THE BASICS - Unbeknown to most, computer scientists such as Alan Turing and Marvin Minsky began developing AI 70 years ago. In general, the term artificial intelligence refers to multiple technologies that can be combined in different ways to sense, comprehend, and respond. Consider digital visual and audio processing. This technology can actively “sense” the environment by analyzing images, sounds, and speech. So, how exactly are these AI capabilities designed to learn from experience and adapt to the human world?
MACHINE LEARNING - There’s some lingering confusion on the functionality of machine learning and deep learning.
Both components are utilized in creating AI technologies but in different ways. By definition, machine learning1 involves data and output running on the computer to automatically create a program. This differs from traditional programming where data and a program are ran on the computer to produce an output. Machine learning teaches computers to program themselves, allowing the data to do the work rather than people. There are several types of machine learning like supervised, unsupervised and reinforcement learning. Huge amounts of data are collected everyday and machine learning helps programming all that data measurable.
DEEP LEARNING - Deep learning has produced many useful cases of machine learning and AI. Cases like driverless cars and preventative healthcare have been made possible because of the way deep learning breaks down tasks that assist the machine. Deep learning refers to the creation of artificial neural networks where each network has discrete layers, connections, and directions of data propagation. Each neuron in a network is assigned a weighting to its input and the final output is determined by the total of those weightings. The accuracy of the input is relative to the task being performed and the amount of data points that can be analyzed. Thanks to deep learning, the expansion of artificial intelligence continues.
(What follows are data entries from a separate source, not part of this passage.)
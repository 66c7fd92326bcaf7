use serde::Deserialize;
use std::path::Path;

/// Parameters for generating a planet from a seed.
#[derive(Debug, Clone, PartialEq, Deserialize)]
pub struct GenerationConfig {
    /// Refinement depth of the tiling the planet lives on.
    #[serde(default = "default_size")]
    pub size: usize,
    /// Target fraction of the surface covered by water.
    #[serde(default = "default_coverage")]
    pub coverage: f64,
    /// Side length of the periodic gradient lattice.
    #[serde(default = "default_noise_dim")]
    pub noise_dim: usize,
    /// Number of fractal octaves beyond the base.
    #[serde(default = "default_noise_depth")]
    pub noise_depth: usize,
    /// Per-octave attenuation and coordinate scale, in (0, 1).
    #[serde(default = "default_noise_scale")]
    pub noise_scale: f64,
    /// Water dropped per cell per rain round while filling oceans.
    #[serde(default = "default_water_quanta")]
    pub water_quanta: f64,
    /// Lakes smaller than this many cells are left unleveled.
    #[serde(default = "default_min_lake_cells")]
    pub min_lake_cells: usize,
}

fn default_size() -> usize {
    6
}
fn default_coverage() -> f64 {
    0.5
}
fn default_noise_dim() -> usize {
    10
}
fn default_noise_depth() -> usize {
    30
}
fn default_noise_scale() -> f64 {
    0.6
}
fn default_water_quanta() -> f64 {
    0.01
}
fn default_min_lake_cells() -> usize {
    100
}

impl Default for GenerationConfig {
    fn default() -> Self {
        GenerationConfig {
            size: default_size(),
            coverage: default_coverage(),
            noise_dim: default_noise_dim(),
            noise_depth: default_noise_depth(),
            noise_scale: default_noise_scale(),
            water_quanta: default_water_quanta(),
            min_lake_cells: default_min_lake_cells(),
        }
    }
}

impl GenerationConfig {
    pub fn from_file(path: &Path) -> Result<Self, String> {
        let content = std::fs::read_to_string(path)
            .map_err(|e| format!("Cannot read {}: {}", path.display(), e))?;
        Self::from_toml_str(&content, path)
    }

    pub fn from_toml_str(content: &str, source_path: &Path) -> Result<Self, String> {
        let config: GenerationConfig =
            toml::from_str(content).map_err(|e| format!("{}: {}", source_path.display(), e))?;
        config.validate()?;
        Ok(config)
    }

    pub fn validate(&self) -> Result<(), String> {
        let mut errors = Vec::new();

        if self.size > 12 {
            errors.push(format!(
                "size must be at most 12, got {}. A size-12 tiling already has 167 million cells",
                self.size
            ));
        }
        if !(self.coverage > 0.0 && self.coverage < 1.0) {
            errors.push(format!(
                "coverage must be in (0.0, 1.0), got {}. Example: coverage = 0.5",
                self.coverage
            ));
        }
        if self.noise_dim < 2 {
            errors.push(format!(
                "noise_dim must be at least 2, got {}. Example: noise_dim = 10",
                self.noise_dim
            ));
        }
        if !(self.noise_scale > 0.0 && self.noise_scale < 1.0) {
            errors.push(format!(
                "noise_scale must be in (0.0, 1.0), got {}. Example: noise_scale = 0.6",
                self.noise_scale
            ));
        }
        if self.water_quanta <= 0.0 {
            errors.push(format!(
                "water_quanta must be > 0.0, got {}. Example: water_quanta = 0.01",
                self.water_quanta
            ));
        }

        if errors.is_empty() {
            Ok(())
        } else {
            Err(errors.join("\n"))
        }
    }
}
pub mod statistics;

use tracing::info;

use crate::climate::{Sun, diffuse, flow};
use crate::config::SimulationConfig;
use crate::geodesic::Geodesic;
use crate::planet::Planet;

pub use statistics::ClimateStatistics;

/// Spin-up runs at hourly steps with extra conduction, fast-forwarding the
/// climate to its periodic limit cycle before the first rendered step.
const SPIN_UP_STEP_SECONDS: f64 = 3600.0;
const SPIN_UP_DIFFUSION_SUBSTEPS: u32 = 6;

const SECONDS_PER_DAY: f64 = 86_400.0;

/// Advances a planet's climate through simulated time. Owns nothing but
/// the calendar; the planet is borrowed per call and the mesh and config
/// are shared read-only.
pub struct Simulation<'a> {
    sphere: &'a Geodesic,
    config: &'a SimulationConfig,
    /// Days since noon at the spring equinox of year zero.
    pub day: f64,
}

impl<'a> Simulation<'a> {
    pub fn new(sphere: &'a Geodesic, config: &'a SimulationConfig) -> Self {
        Simulation {
            sphere,
            config,
            day: 0.0,
        }
    }

    /// Run the configured spin-up: a year of radiative steps and
    /// conduction, no wind. The atmosphere settles into its diurnal and
    /// seasonal cycle long before the year is out.
    pub fn spin_up(&mut self, planet: &mut Planet) {
        let days = self.config.spin_up_days;
        let steps_per_day = (SECONDS_PER_DAY / SPIN_UP_STEP_SECONDS) as u32;
        info!(days, "spinning up climate");

        for day in 0..days {
            for _ in 0..steps_per_day {
                self.heat_step(planet, SPIN_UP_STEP_SECONDS);
                for _ in 0..SPIN_UP_DIFFUSION_SUBSTEPS {
                    diffuse(
                        &mut planet.climates,
                        self.sphere,
                        SPIN_UP_STEP_SECONDS / SPIN_UP_DIFFUSION_SUBSTEPS as f64,
                    );
                }
                self.day += SPIN_UP_STEP_SECONDS / SECONDS_PER_DAY;
                self.check_climates(planet);
            }
            if (day + 1) % 60 == 0 {
                let stats = ClimateStatistics::compute(&planet.climates);
                info!(
                    day = day + 1,
                    mean_land_temperature = stats.mean_land_temperature,
                    "spin-up progress"
                );
            }
        }
    }

    /// One outer simulation step: radiative heating, the configured number
    /// of wind sub-steps, then conduction.
    pub fn step(&mut self, planet: &mut Planet) {
        let dt = self.config.step_seconds();

        self.heat_step(planet, dt);

        let minutes_per_substep = self.config.step_minutes / self.config.flow_substeps as f64;
        for _ in 0..self.config.flow_substeps {
            flow(&mut planet.climates, self.sphere, minutes_per_substep);
        }

        for _ in 0..self.config.diffusion_substeps {
            diffuse(
                &mut planet.climates,
                self.sphere,
                dt / self.config.diffusion_substeps as f64,
            );
        }

        self.day += dt / SECONDS_PER_DAY;
        self.check_climates(planet);
    }

    /// Absorb sunlight and radiate to space in every cell.
    fn heat_step(&self, planet: &mut Planet, dt: f64) {
        let sun = Sun::at_day(self.day);
        for (i, climate) in planet.climates.iter_mut().enumerate() {
            let center = self.sphere.centers[i];
            let latitude = center.z.clamp(-1.0, 1.0).asin();
            let altitude = planet.heights[i] + planet.waters[i];
            climate.simulate(sun.flux(center), latitude, altitude, dt);
        }
    }

    /// The solver never produces NaN from valid state; if a cell diverges
    /// anyway, stop immediately with enough context to reproduce it.
    fn check_climates(&self, planet: &Planet) {
        let sun = Sun::at_day(self.day);
        for (i, climate) in planet.climates.iter().enumerate() {
            if !climate.is_finite() {
                panic!(
                    "climate diverged at cell {}: day {}, sun {:?}, flux {}, \
                     land temperature {}, air {}, air energy {}, wind {:?}",
                    i,
                    self.day,
                    sun.direction,
                    sun.flux(self.sphere.centers[i]),
                    climate.land_temperature(),
                    climate.air,
                    climate.air_energy,
                    climate.air_velocity,
                );
            }
        }
    }
}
IDENTIFY THE PROBLEM FIRST - One expert suggests that it may be useful to look at AI and machine learning from the perspective of the core problem that needs to be solved. Using image classification as an example, machine learning can determine if an image is a cat or not. Other machine learning examples like computer vision, identify where the cat is in the image and image captioning describes everything in the image. Best Match Recommendation, robotics and language translation are other AI applications used to solve best use cases for customers and businesses. Most of these problem cases identified above are well-defined and repeatable for machine learning programs. One direction in which AI is being developed is by finding the valuable, repetitive, but time consuming components of a business workflow and designing algorithms that can be applied to increase efficiency.